NAME: KANAKA V. NAIDU
ROLL NO. : 1511096
BATCH : B2
CSS- Assignment 1
Summarize various threats, vulnerabilities, and controls
present in Skype
This report will show you the vulnerabilities present in Skype, and the threats that Skype can be victim to. This information was obtained by researching the analysis already done by many experts. The report will show you possible attack schemes from attackers, and how skype is vulnerable to them.
Skype says that it provides a secure method of communication. Thousands of people use Skype, because truly believe that it safe. But there are some security risk and vulnerabilities present in Skype. These will be explained in brief below. So as to make people more aware of the software the use so often.
Skype is “port agile” ? If a firewall port is blocked, Skype looks for other open ports that it can use to establish a connection.
Skype could provide a backdoor entry into secure networks for Trojans, worms, and viruses.
It could also provide a channel for corporate data to be freely shared between users without any of the usual security considerations.
One of the most serious malwares to affect this platform is known as the “Dorkbot”, a worm that was found to have migrated from Twitter and Facebook. It tempts users to click on links in messages, it asks questions such as “lol is this your new profile pic?”, prompting Skype users to unknowingly install the worm on their computers.

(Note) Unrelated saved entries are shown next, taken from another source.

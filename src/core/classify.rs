//! Branch and topic classification
//!
//! Two independent classifiers feed the metadata record: the branch
//! classifier derives the release channel and the legacy/hotfix flags from
//! the target ref, and the topic classifier resolves team, interpreter and
//! project class from the repository topics. Both are pure functions over
//! the policy table.

use crate::core::error::{ClassificationError, MetaResult};
use crate::core::policy::{BRANCH_HOTFIX, BRANCH_LEGACY, PolicyTable, Team};
use std::collections::BTreeSet;

/// Outcome of classifying a branch ref against the policy table
#[derive(Debug, Clone, PartialEq, Eq)]
pub struct BranchClass {
  /// Release channel (pre-release type), when a pre-release-eligible
  /// pattern matched
  pub channel: Option<String>,
  pub legacy: bool,
  pub hotfix: bool,
}

/// Classify a branch ref.
///
/// The channel is the first pre-release-eligible branch type whose pattern
/// matches, in declaration order. The legacy and hotfix flags are tested
/// independently against their dedicated patterns and may coexist with a
/// missing channel.
pub fn classify_branch(branch_ref: &str, policy: &PolicyTable) -> BranchClass {
  let channel = policy
    .branch_types
    .iter()
    .find(|bt| bt.pre_release && bt.pattern.is_match(branch_ref))
    .map(|bt| bt.name.clone());

  let legacy = policy
    .branch_type(BRANCH_LEGACY)
    .is_some_and(|bt| bt.pattern.is_match(branch_ref));
  let hotfix = policy
    .branch_type(BRANCH_HOTFIX)
    .is_some_and(|bt| bt.pattern.is_match(branch_ref));

  BranchClass { channel, legacy, hotfix }
}

/// Resolve the deploy environment for a classified branch.
///
/// Precedence: the channel's bound environment, then the hotfix
/// environment, then the team's default environment. Exhausting all three
/// is fatal.
pub fn deploy_environment(
  branch: &BranchClass,
  branch_ref: &str,
  team_name: &str,
  team: &Team,
  policy: &PolicyTable,
) -> MetaResult<String> {
  if let Some(channel) = &branch.channel
    && let Some(env) = policy.branch_type(channel).and_then(|bt| bt.environment.clone())
  {
    return Ok(env);
  }

  if branch.hotfix
    && let Some(env) = policy.branch_type(BRANCH_HOTFIX).and_then(|bt| bt.environment.clone())
  {
    return Ok(env);
  }

  team.environment.clone().ok_or_else(|| {
    ClassificationError::EnvironmentUnresolved {
      branch: branch_ref.to_string(),
      team: team_name.to_string(),
    }
    .into()
  })
}

/// Resolve exactly one topic out of a candidate set.
///
/// Zero matches is fatal only when the category is required; more than one
/// match is always fatal, listing every match.
pub fn classify_topic<'a, I>(label: &str, candidates: I, topics: &[String], required: bool) -> MetaResult<Option<String>>
where
  I: IntoIterator<Item = &'a str>,
{
  let candidates: BTreeSet<&str> = candidates.into_iter().collect();
  let matches: Vec<&str> = topics
    .iter()
    .map(String::as_str)
    .filter(|t| candidates.contains(t))
    .collect();

  match matches.as_slice() {
    [single] => Ok(Some(single.to_string())),
    [] if required => Err(
      ClassificationError::Missing {
        label: label.to_string(),
      }
      .into(),
    ),
    [] => Ok(None),
    many => Err(
      ClassificationError::Ambiguous {
        label: label.to_string(),
        matches: many.iter().map(|m| m.to_string()).collect(),
      }
      .into(),
    ),
  }
}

The infected machine is connected to a botnet, upon which users are locked out of their computers, and their data is possibly encrypted, and remains inaccessible until a demand of $200 is paid – within 24 hours.
Upgrading to the latest release of Skype will avoid infection by this version of Dorkbot.
A Fake App for Android
Android users were warned about a fake Skype app in July 2012, named “Trojan:Java/SMSFakeSky.A ” by Microsoft.
The app only runs on older Android devices that allow ‘ Java MIDlets ‘ to be run on them.
The malware is advertised on fake websites, using Russian ‘.ru’ extensions, and with the malware hosted on ‘.ne’ domains and installs itself onto device , and then sends expensive SMS messages to earn money for the developers.
Cross Platform Skype Malware
In Windows, and Mac user , both, a new Trojan was discovered that affected OS X 10.6 Snow Leopard and OS X 10.7 Lion machines.
Known as OSX/Crisis, the malware uses Java, and other means to gain access to a computer, and then spy on the user by monitoring Firefox, Microsoft Messenger, Safari, and Skype.
The malware operator can record Skype audio traffic, and intercept any files that are sent over the network. The code has the ability to access any text entry using the keyboards, can access and control webcams, and also detect your location, device information and address book. This malware has a keylogger also included.
In a vulnerability discovered in September 2017, it was found that Skype could be exploited with a DLL attack, which tricks Skype into using malicious code instead of Microsoft’s original code.
In June 2017, a flaw in Skype’s messaging service was discovered and it could allow hackers to crash your system and execute malicious codes in them.
Skype uses a common open-source framework used in applications called ‘Electron’. Electron was later found to be having a critical vulnerability thus making Skype vulnerable too.
These security flaws allowed attackers to gain system-level-privileges.Which meant that attackers could have complete control of the affected system and carry out any kind of malicious activity, like deleting files, stealing sensitive information, holding data hostage by running a ransomware, etc.
A vulnerability dealing with stack buffer overflow was reported and documented as ‘CVE-2017-9948’.
The flaw has been considered as a high-security risk with a Common Vulnerability Scoring System or CVSS score of 7.2.
According to Vulnerability Lab researchers, this flaw can cause a serious impact to both remote and local Skype users.
Cyber attackers can easily crash Skype by placing a request to overwrite the active process.
Deploy network intrusion detection systems to monitor network traffic for malicious activity.
Deploy NIDS to monitor network traffic for signs suspicious activity. This may indicate attack attempts or activity that results from successful attacks.
Don’t use or execute files from unknown sources.
People should be cautious about installing and running applications from sources that are untrusted.
People should be careful about clicking , or open links that look suspicious.
When HTML from emails are filtered it could help eliminate a possible vector for transmitting malicious links to users.